I have managed to do it with Python "rasterio" and "geopandas"
It now creates a table like:
example result
since i did not found something similar like the extract comand in R "raster" it took more than only 2 lines but instead of calculating half the night it now takes only 2 min for one year.
The results are the same. It is based on the ideas of "gene" from "https://gis.stackexchange.com/questions/260304/extract-raster-values-within-shapefile-with-pygeoprocessing-or-gdal/260380"
import rasterio
from rasterio.mask import mask
import geopandas as gpd
import pandas as pd
print('1. Read shapefile')
shape_fn = "D:/path/path/multypoly.shp"
raster_fn = "D:/path/path/class_1992.tif"
# set max and min class
raster_min = 10
raster_max = 230
output_dir = 'C:/Temp/'
write_zero_frequencies = True
show_plot = False
shapefile = gpd.read_file(shape_fn)
# extract the geometries in GeoJSON format
geoms = shapefile.geometry.values # list of shapely geometries
records = shapefile.values
with rasterio.open(raster_fn) as src:
print('nodata value:', src.nodata)
idx_area = 0
# for upslope_area in geoms:
for index, row in shapefile.iterrows():
upslope_area = row['geometry']
lake_id = row['ABC_ID']
print('\n', idx_area, lake_id, '\n')
# transform to GeJSON format
from shapely.geometry import mapping
mapped_geom = [mapping(upslope_area)]
print('2. Cropping raster values')
# extract the raster values values within the polygon
out_image, out_transform = mask(src, mapped_geom, crop=True)
# no data values of the original raster
no_data=src.nodata
# extract the values of the masked array
data = out_image.data[0]
# extract the row, columns of the valid values
import numpy as np
# row, col = np.where(data != no_data)
clas = np.extract(data != no_data, data)
# from rasterio import Affine # or from affine import Affine
# T1 = out_transform * Affine.translation(0.5, 0.5) # reference the pixel centre
# rc2xy = lambda r, c: (c, r) * T1
# d = gpd.GeoDataFrame({'col':col,'row':row,'clas':clas})
range_min = raster_min # min(clas)
range_max = raster_max # max(clas)
classes = range(range_min, range_max + 2)
frequencies, class_limits = np.histogram(clas,
bins=classes,
range=[range_min, range_max])
if idx_area == 0:
# data_frame = gpd.GeoDataFrame({'freq_' + str(lake_id):frequencies})
data_frame = pd.DataFrame({'freq_' + str(lake_id): frequencies})

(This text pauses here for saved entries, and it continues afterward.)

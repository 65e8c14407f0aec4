//! Induction universe and the shrinking set of active pairs

use std::collections::BTreeMap;

use crate::{
    policy::{MoveSet, Policy},
    tictactoe::{BoardState, Cell, Player},
};

/// A state of the induction universe with its optimal moves
#[derive(Debug, Clone, Copy, PartialEq, Eq)]
pub struct Sample {
    pub state: BoardState,
    pub optimal: MoveSet,
}

/// States that carry a discriminating signal, plus the (state, move) pairs
/// no accepted rule explains yet.
///
/// A state belongs to the universe when its optimal set is non-empty and
/// smaller than its set of empty cells. `active[i]` holds the unexplained
/// optimal moves of `samples[i]`.
#[derive(Debug, Clone)]
pub struct Universe {
    samples: Vec<Sample>,
    active: Vec<MoveSet>,
}

impl Universe {
    pub fn from_policy(policy: &Policy<MoveSet>) -> Self {
        let samples: Vec<Sample> = policy
            .iter()
            .filter(|(state, optimal)| {
                !optimal.is_empty() && **optimal != MoveSet::empty_cells(state)
            })
            .map(|(state, optimal)| Sample {
                state: *state,
                optimal: *optimal,
            })
            .collect();
        log::debug!(
            "induction universe: {} of {} states",
            samples.len(),
            policy.len()
        );
        let active = samples.iter().map(|sample| sample.optimal).collect();
        Self { samples, active }
    }

    pub fn samples(&self) -> &[Sample] {
        &self.samples
    }

    pub fn sample(&self, index: usize) -> &Sample {
        &self.samples[index]
    }

    /// Unexplained optimal moves of one sample
    pub fn active(&self, index: usize) -> MoveSet {
        self.active[index]
    }

    pub fn active_pair_count(&self) -> usize {
        self.active.iter().map(|moves| moves.len()).sum()
    }

    pub fn is_exhausted(&self) -> bool {
        self.active.iter().all(|moves| moves.is_empty())
    }

    /// Mark a (state, move) pair as explained.
    pub fn explain(&mut self, index: usize, target: usize) {
        self.active[index].remove(target);
    }

    /// Samples holding an active pair, grouped by their values on `cause`
    /// and the player to move. Keys order by base-3 pattern code, then turn.
    pub fn buckets(&self, cause: &[usize]) -> BTreeMap<(u32, Player), Vec<usize>> {
        let mut buckets: BTreeMap<(u32, Player), Vec<usize>> = BTreeMap::new();
        for (index, sample) in self.samples.iter().enumerate() {
            if self.active[index].is_empty() {
                continue;
            }
            buckets
                .entry((pattern_code(&sample.state, cause), sample.state.to_move))
                .or_default()
                .push(index);
        }
        buckets
    }

    /// Remaining unexplained pairs grouped by state
    pub fn unexplained(&self) -> Vec<(BoardState, MoveSet)> {
        self.samples
            .iter()
            .zip(&self.active)
            .filter(|(_, moves)| !moves.is_empty())
            .map(|(sample, moves)| (sample.state, *moves))
            .collect()
    }
}

/// Values of `state` at the given cells
pub fn pattern_at(state: &BoardState, cause: &[usize]) -> Vec<Cell> {
    cause.iter().map(|&idx| state.get(idx)).collect()
}

/// Base-3 code of the values at the given cells
pub fn pattern_code(state: &BoardState, cause: &[usize]) -> u32 {
    cause
        .iter()
        .fold(0, |acc, &idx| acc * 3 + state.get(idx).code())
}
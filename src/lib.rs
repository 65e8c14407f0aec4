//! Exhaustive Tic-Tac-Toe policy solving and causal rule induction
//!
//! This crate provides:
//! - Tic-Tac-Toe board model with validation and D4 symmetry
//! - Exhaustive minimax solver producing optimal-move and Win/Draw/Lose policies
//! - Induction of minimal `(cause pattern, turn) -> move` rules from a policy
//! - Line-topology classification of causes against target moves
//! - JSON, MessagePack and CSV persistence, and the `ttt-rules` CLI

pub mod adapters;
pub mod cli;
pub mod error;
pub mod export;
pub mod induction;
pub mod pipeline;
pub mod policy;
pub mod ports;
pub mod solver;
pub mod tictactoe;
pub mod topology;

pub use error::{Error, Result};
pub use induction::{InductionConfig, InductionReport, Rule, RuleInduction, induce};
pub use policy::{MoveClassification, MoveSet, Policy};
pub use solver::{SolverConfig, solve, solve_classified};
pub use tictactoe::{BoardState, Cell, Player};
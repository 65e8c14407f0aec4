//! Enumeration of the states reachable by legal play

use std::collections::{BTreeSet, HashSet, VecDeque};

use super::board::BoardState;

/// Every state reachable from `root` by legal play, terminal states included,
/// in breadth-first discovery order.
pub fn reachable_states(root: BoardState) -> Vec<BoardState> {
    let mut visited = HashSet::new();
    let mut queue = VecDeque::new();
    let mut states = Vec::new();

    visited.insert(root.code());
    queue.push_back(root);

    while let Some(state) = queue.pop_front() {
        states.push(state);

        for pos in state.legal_moves() {
            let Ok(next) = state.make_move(pos) else {
                continue;
            };
            if visited.insert(next.code()) {
                queue.push_back(next);
            }
        }
    }

    states
}

/// Collect canonical state labels reachable from the standard starting position
/// (empty board with X to move), under D4 symmetry reduction.
///
/// This corresponds to the classic 765-canonical-state enumeration.
pub fn collect_reachable_canonical_labels() -> Vec<String> {
    reachable_states(BoardState::new())
        .iter()
        .map(|state| state.canonical_context().encoding)
        .collect::<BTreeSet<_>>()
        .into_iter()
        .collect()
}

#[cfg(test)]
mod tests {
    use super::*;

    #[test]
    fn reachable_state_count_matches_expected() {
        let states = reachable_states(BoardState::new());
        assert_eq!(states.len(), 5478);
        assert!(states.iter().all(|s| s.is_valid()));
    }

    #[test]
    fn reachable_canonical_labels_match_expected() {
        assert_eq!(collect_reachable_canonical_labels().len(), 765);
    }

    #[test]
    fn terminal_root_has_no_successors() {
        let won = BoardState::parse("XXXOO....").unwrap();
        assert_eq!(reachable_states(won), vec![won]);
    }

    #[test]
    fn canonical_moves_map_back_to_legal_positions() {
        for state in reachable_states(BoardState::new()) {
            let ctx = state.canonical_context();
            let legal = state.legal_moves();
            for canonical_move in ctx.state.legal_moves() {
                let actual = ctx.map_canonical_to_original(canonical_move);
                assert!(legal.contains(&actual), "inverse mapped move not legal");
                assert_eq!(ctx.map_move_to_canonical(actual), canonical_move);
            }
        }
    }
}
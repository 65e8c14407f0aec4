//! Causal rule induction.
//!
//! Derives a compact list of `(cause pattern, turn) -> target` rules that
//! explain the optimal moves of a policy. Rules are searched from the
//! smallest cause upward; each accepted rule must be exact on every matching
//! state, carry enough evidence and leave no cell outside its cause constant
//! across that evidence.

pub mod config;
pub mod engine;
pub mod hypothesis;
pub mod registry;
pub mod report;
pub mod rule;
pub mod universe;

pub use config::InductionConfig;
pub use engine::{RuleInduction, induce};
pub use hypothesis::{Hypothesis, Rejection, Verdict};
pub use registry::RuleRegistry;
pub use report::{InductionReport, PassSummary, RejectionCounts};
pub use rule::{Rule, predict};
pub use universe::{Sample, Universe};
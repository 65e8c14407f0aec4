//! Tic-Tac-Toe board model

pub mod board;
pub mod lines;
pub mod reachable;
pub mod symmetry;
pub mod validation;

pub use board::{BoardState, CanonicalContext, Cell, Player};
pub use lines::{LineAnalyzer, WINNING_LINES};
pub use reachable::{collect_reachable_canonical_labels, reachable_states};
pub use symmetry::D4Transform;
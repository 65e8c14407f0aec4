//! In-memory repository for testing.
//!
//! Stores MessagePack bytes keyed by path, enabling fast tests without any
//! file system I/O.

use std::{
    collections::HashMap,
    path::Path,
    sync::{Arc, Mutex, MutexGuard},
};

use serde::{Serialize, de::DeserializeOwned};

use crate::{Result, error::Error, ports::Repository};

/// In-memory repository.
///
/// All clones share the same underlying storage.
///
/// # Examples
///
/// ```
/// use std::path::Path;
///
/// use ttt_rules::{
///     adapters::InMemoryRepository,
///     policy::{MoveSet, Policy},
///     ports::Repository,
///     tictactoe::BoardState,
/// };
///
/// let repo = InMemoryRepository::new();
/// let mut policy = Policy::new();
/// policy.insert(BoardState::parse("XX..O")?, MoveSet::single(2));
///
/// repo.save(&policy, Path::new("policy"))?;
/// let loaded: Policy<MoveSet> = repo.load_policy(Path::new("policy"))?;
/// assert_eq!(policy, loaded);
/// # Ok::<(), ttt_rules::Error>(())
/// ```
#[derive(Clone, Default)]
pub struct InMemoryRepository {
    storage: Arc<Mutex<HashMap<String, Vec<u8>>>>,
}

impl InMemoryRepository {
    /// Create a new empty in-memory repository.
    pub fn new() -> Self {
        Self::default()
    }

    /// Number of stored entries
    pub fn count(&self) -> usize {
        self.storage().len()
    }

    /// Clear all stored entries.
    pub fn clear(&self) {
        self.storage().clear();
    }

    /// Check if something is stored at the given path.
    pub fn contains(&self, path: &Path) -> bool {
        self.storage().contains_key(&Self::key(path))
    }

    fn key(path: &Path) -> String {
        path.to_string_lossy().to_string()
    }

    // A panic while holding the lock cannot leave the map half-written
    fn storage(&self) -> MutexGuard<'_, HashMap<String, Vec<u8>>> {
        self.storage
            .lock()
            .unwrap_or_else(|poisoned| poisoned.into_inner())
    }
}

impl Repository for InMemoryRepository {
    fn save<T: Serialize>(&self, value: &T, path: &Path) -> Result<()> {
        let bytes = rmp_serde::to_vec_named(value).map_err(|e| Error::SerializationContext {
            operation: "serialize for in-memory storage".to_string(),
            message: e.to_string(),
        })?;

        self.storage().insert(Self::key(path), bytes);
        Ok(())
    }

    fn load<T: DeserializeOwned>(&self, path: &Path) -> Result<T> {
        let storage = self.storage();
        let bytes = storage
            .get(&Self::key(path))
            .ok_or_else(|| Error::InputNotFound {
                path: path.to_path_buf(),
            })?;

        rmp_serde::from_slice(bytes).map_err(|e| Error::SerializationContext {
            operation: "deserialize from in-memory storage".to_string(),
            message: e.to_string(),
        })
    }
}

#[cfg(test)]
mod tests {
    use super::*;
    use crate::{
        induction::{InductionReport, Rule},
        policy::{MoveSet, Policy},
        tictactoe::{BoardState, Cell, Player},
    };

    fn sample_policy() -> Policy<MoveSet> {
        let mut policy = Policy::new();
        policy.insert(BoardState::parse("XX..O....").unwrap(), MoveSet::single(2));
        policy
    }

    #[test]
    fn test_in_memory_save_and_load() {
        let repo = InMemoryRepository::new();
        let path = Path::new("policy");

        assert_eq!(repo.count(), 0);
        assert!(!repo.contains(path));

        repo.save(&sample_policy(), path).unwrap();
        assert_eq!(repo.count(), 1);
        assert!(repo.contains(path));

        let loaded: Policy<MoveSet> = repo.load(path).unwrap();
        assert_eq!(loaded, sample_policy());
    }

    #[test]
    fn test_load_nonexistent_returns_error() {
        let repo = InMemoryRepository::new();
        let result: Result<Policy<MoveSet>> = repo.load(Path::new("nonexistent"));
        assert!(matches!(result, Err(Error::InputNotFound { .. })));
    }

    #[test]
    fn test_load_policy_reports_typed_errors() {
        let repo = InMemoryRepository::new();
        let bad_key = Path::new("bad_key");
        let occupied = Path::new("occupied");
        repo.save(
            &std::collections::BTreeMap::from([("XXXX".to_string(), vec![5usize])]),
            bad_key,
        )
        .unwrap();
        repo.save(
            &std::collections::BTreeMap::from([("XX..O....".to_string(), vec![1usize])]),
            occupied,
        )
        .unwrap();

        assert!(matches!(
            repo.load_policy::<MoveSet>(bad_key),
            Err(Error::InvalidState { .. })
        ));
        assert!(matches!(
            repo.load_policy::<MoveSet>(occupied),
            Err(Error::CorruptPolicy { position: 1, .. })
        ));
    }

    #[test]
    fn test_clear_removes_all() {
        let repo = InMemoryRepository::new();
        repo.save(&sample_policy(), Path::new("p1")).unwrap();
        repo.save(&sample_policy(), Path::new("p2")).unwrap();
        assert_eq!(repo.count(), 2);

        repo.clear();
        assert_eq!(repo.count(), 0);
    }

    #[test]
    fn test_clone_shares_storage() {
        let repo1 = InMemoryRepository::new();
        let repo2 = repo1.clone();

        let report = InductionReport {
            rules: vec![Rule {
                cause_indices: vec![0, 1],
                cause_pattern: vec![Cell::X, Cell::X],
                turn: Player::O,
                target: 2,
                support: 3,
                pass: 1,
            }],
            passes: Vec::new(),
            universe_size: 3,
            initial_pairs: 3,
            unexplained: Vec::new(),
            cancelled: false,
        };
        repo1.save(&report, Path::new("report")).unwrap();

        let loaded: InductionReport = repo2.load(Path::new("report")).unwrap();
        assert_eq!(loaded, report);
        assert_eq!(repo2.count(), 1);
    }
}
//! Configuration for rule induction runs.

use serde::{Deserialize, Serialize};

use crate::{Error, Result};

/// Largest cause size that leaves room for a target cell
pub const MAX_CAUSE_LIMIT: usize = 8;

/// Configuration for a [`RuleInduction`](super::RuleInduction) run.
///
/// # Examples
///
/// ```
/// use ttt_rules::induction::InductionConfig;
///
/// let config = InductionConfig::default()
///     .with_max_cause_size(2)
///     .with_min_support(3)
///     .sequential();
/// assert!(config.validate().is_ok());
/// ```
#[derive(Debug, Clone, PartialEq, Eq, Serialize, Deserialize)]
#[serde(default)]
pub struct InductionConfig {
    /// Largest number of cause cells tried
    pub max_cause_size: usize,
    /// Minimum number of evidence states for a rule
    pub min_support: usize,
    /// Evaluate combinations of a pass on the rayon thread pool
    pub parallel: bool,
}

impl InductionConfig {
    /// Set the largest cause size.
    pub fn with_max_cause_size(mut self, max_cause_size: usize) -> Self {
        self.max_cause_size = max_cause_size;
        self
    }

    /// Set the minimum evidence count.
    pub fn with_min_support(mut self, min_support: usize) -> Self {
        self.min_support = min_support;
        self
    }

    /// Evaluate every pass on the calling thread.
    pub fn sequential(mut self) -> Self {
        self.parallel = false;
        self
    }

    /// # Errors
    ///
    /// Returns [`Error::InvalidConfiguration`] when `max_cause_size` is
    /// outside `1..=8` or `min_support` is zero.
    pub fn validate(&self) -> Result<()> {
        if !(1..=MAX_CAUSE_LIMIT).contains(&self.max_cause_size) {
            return Err(Error::InvalidConfiguration {
                message: format!(
                    "max_cause_size must be between 1 and {MAX_CAUSE_LIMIT}, got {}",
                    self.max_cause_size
                ),
            });
        }
        if self.min_support == 0 {
            return Err(Error::InvalidConfiguration {
                message: "min_support must be at least 1".to_string(),
            });
        }
        Ok(())
    }
}

impl Default for InductionConfig {
    fn default() -> Self {
        Self {
            max_cause_size: 3,
            min_support: 2,
            parallel: true,
        }
    }
}
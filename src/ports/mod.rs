//! Ports (trait boundaries) for external dependencies.
//!
//! These traits are owned by the domain and implemented by adapters in the
//! infrastructure layer.

pub mod observer;
pub mod repository;

pub use observer::{InductionObserver, NullObserver, ObserverSet};
pub use repository::Repository;
//! Compact move sets and outcome classifications

use std::fmt;

use serde::{Deserialize, Serialize};

use crate::tictactoe::{BoardState, D4Transform, board::CELL_COUNT};

/// A set of board positions stored as a 9-bit mask.
///
/// Serialized as an ascending list of indices, e.g. `[0, 4, 8]`.
#[derive(Debug, Clone, Copy, PartialEq, Eq, Hash, Default, PartialOrd, Ord, Serialize, Deserialize)]
#[serde(into = "Vec<usize>", try_from = "Vec<usize>")]
pub struct MoveSet(u16);

impl MoveSet {
    /// The empty set
    pub const EMPTY: MoveSet = MoveSet(0);

    /// Set of a single position
    pub fn single(pos: usize) -> Self {
        debug_assert!(pos < CELL_COUNT);
        MoveSet(1 << pos)
    }

    /// All empty cells of a board
    pub fn empty_cells(state: &BoardState) -> Self {
        state.empty_positions().into_iter().collect()
    }

    pub fn contains(self, pos: usize) -> bool {
        pos < CELL_COUNT && self.0 & (1 << pos) != 0
    }

    pub fn insert(&mut self, pos: usize) {
        debug_assert!(pos < CELL_COUNT);
        self.0 |= 1 << pos;
    }

    pub fn remove(&mut self, pos: usize) {
        self.0 &= !(1 << pos);
    }

    pub fn len(self) -> usize {
        self.0.count_ones() as usize
    }

    pub fn is_empty(self) -> bool {
        self.0 == 0
    }

    pub fn is_subset(self, other: MoveSet) -> bool {
        self.0 & !other.0 == 0
    }

    pub fn union(self, other: MoveSet) -> MoveSet {
        MoveSet(self.0 | other.0)
    }

    /// Positions in ascending order
    pub fn iter(self) -> impl Iterator<Item = usize> {
        (0..CELL_COUNT).filter(move |&pos| self.contains(pos))
    }

    /// Image of the set under a board symmetry
    pub fn transform(self, t: &D4Transform) -> MoveSet {
        self.iter().map(|pos| t.transform_position(pos)).collect()
    }
}

impl FromIterator<usize> for MoveSet {
    fn from_iter<I: IntoIterator<Item = usize>>(iter: I) -> Self {
        let mut set = MoveSet::EMPTY;
        for pos in iter {
            set.insert(pos);
        }
        set
    }
}

impl From<MoveSet> for Vec<usize> {
    fn from(set: MoveSet) -> Self {
        set.iter().collect()
    }
}

impl TryFrom<Vec<usize>> for MoveSet {
    type Error = crate::Error;

    fn try_from(positions: Vec<usize>) -> Result<Self, Self::Error> {
        if let Some(&position) = positions.iter().find(|&&pos| pos >= CELL_COUNT) {
            return Err(crate::Error::InvalidPosition { position });
        }
        Ok(positions.into_iter().collect())
    }
}

impl fmt::Display for MoveSet {
    fn fmt(&self, f: &mut fmt::Formatter<'_>) -> fmt::Result {
        write!(f, "{{")?;
        for (i, pos) in self.iter().enumerate() {
            if i > 0 {
                write!(f, ", ")?;
            }
            write!(f, "{pos}")?;
        }
        write!(f, "}}")
    }
}

/// Outcome bucket of a move from the mover's point of view
#[derive(Debug, Clone, Copy, PartialEq, Eq, Hash, PartialOrd, Ord, Serialize, Deserialize)]
pub enum OutcomeCategory {
    Win,
    Draw,
    Lose,
}

impl OutcomeCategory {
    pub const ALL: [OutcomeCategory; 3] = [
        OutcomeCategory::Win,
        OutcomeCategory::Draw,
        OutcomeCategory::Lose,
    ];

    /// Bucket a minimax score taken from the mover's perspective
    pub fn from_score(score: i32) -> Self {
        match score.signum() {
            1 => OutcomeCategory::Win,
            0 => OutcomeCategory::Draw,
            _ => OutcomeCategory::Lose,
        }
    }

    pub fn as_str(&self) -> &'static str {
        match self {
            OutcomeCategory::Win => "Win",
            OutcomeCategory::Draw => "Draw",
            OutcomeCategory::Lose => "Lose",
        }
    }
}

impl fmt::Display for OutcomeCategory {
    fn fmt(&self, f: &mut fmt::Formatter<'_>) -> fmt::Result {
        f.write_str(self.as_str())
    }
}

/// Win/Draw/Lose partition of every legal move of a state
#[derive(Debug, Clone, Copy, PartialEq, Eq, Default, Serialize, Deserialize)]
pub struct MoveClassification {
    pub win: MoveSet,
    pub draw: MoveSet,
    pub lose: MoveSet,
}

impl MoveClassification {
    /// Moves in one outcome bucket
    pub fn category(&self, category: OutcomeCategory) -> MoveSet {
        match category {
            OutcomeCategory::Win => self.win,
            OutcomeCategory::Draw => self.draw,
            OutcomeCategory::Lose => self.lose,
        }
    }

    /// Add a move to the bucket its score falls in
    pub fn record(&mut self, pos: usize, score: i32) {
        match OutcomeCategory::from_score(score) {
            OutcomeCategory::Win => self.win.insert(pos),
            OutcomeCategory::Draw => self.draw.insert(pos),
            OutcomeCategory::Lose => self.lose.insert(pos),
        }
    }

    /// Every classified move
    pub fn all(&self) -> MoveSet {
        self.win.union(self.draw).union(self.lose)
    }
}
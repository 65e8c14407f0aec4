//! Signature tallies over the fully classified game

mod common;

use common::{full_classified_policy, full_policy};
use ttt_rules::{
    induction::induce,
    policy::OutcomeCategory,
    topology::{Signature, StoneContext, summarize_rules, tally},
};

#[test]
fn completing_own_lines_shows_up_as_winning() {
    let result = tally(full_classified_policy());
    assert!(!result.is_empty());
    assert!(result.count(StoneContext::Mover, OutcomeCategory::Win, Signature::LineCompletion) > 0);
    // blocking moves complete the opponent's line and are not losses
    let blocks = [OutcomeCategory::Win, OutcomeCategory::Draw]
        .into_iter()
        .map(|category| result.count(StoneContext::Opponent, category, Signature::LineCompletion))
        .sum::<usize>();
    assert!(blocks > 0);
}

#[test]
fn totals_add_up_per_category() {
    let result = tally(full_classified_policy());
    for context in [StoneContext::Mover, StoneContext::Opponent] {
        for category in OutcomeCategory::ALL {
            let by_signature: usize = Signature::ALL
                .iter()
                .map(|&signature| result.count(context, category, signature))
                .sum();
            assert_eq!(by_signature, result.total(context, category));
        }
    }
}

#[test]
fn pair_signatures_never_use_single_cell_variants() {
    let result = tally(full_classified_policy());
    for ((_, _, signature), _) in result.iter() {
        assert!(!matches!(
            signature,
            Signature::SameLineExtension | Signature::DisjointPosition
        ));
    }
}

#[test]
fn tally_is_deterministic() {
    let first = tally(full_classified_policy());
    let second = tally(full_classified_policy());
    assert_eq!(first, second);
}

#[test]
fn rule_summary_counts_every_rule() {
    let rules = induce(full_policy(), 2).unwrap();
    let summary = summarize_rules(&rules).unwrap();
    assert_eq!(summary.values().sum::<usize>(), rules.len());
}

data_frame.index = class_limits[:-1]
else:
data_frame['freq_' + str(lake_id)] = frequencies
idx_area += 1
print(data_frame)
data_frame.to_csv(output_dir + 'upslope_area_1992.csv', sep='\t')
I can do it with the R command extract and summaries it with table as explained by "Spacedman" see: https://gis.stackexchange.com/questions/23614/get-raster-values-from-a-polygon-overlay-in-opensource-gis-solutions
shapes <- readOGR("C://data/.../shape)
LClass_1992 <- raster("C://.../LClass_1992.tif")
value_list <- extract (LClass, shapes )
stats <- lapply(value_list,table)
[[354]]
10 11 30 40 60 70 80 90 100 110 130 150 180 190 200 201 210
67 303 233 450 1021 8241 65 6461 2823 88 6396 5 35 125 80 70 1027
But it takes very long (half the night).
I will try to do it with Python maybe it will be faster.
Maybe someone had done something similar and can share the code.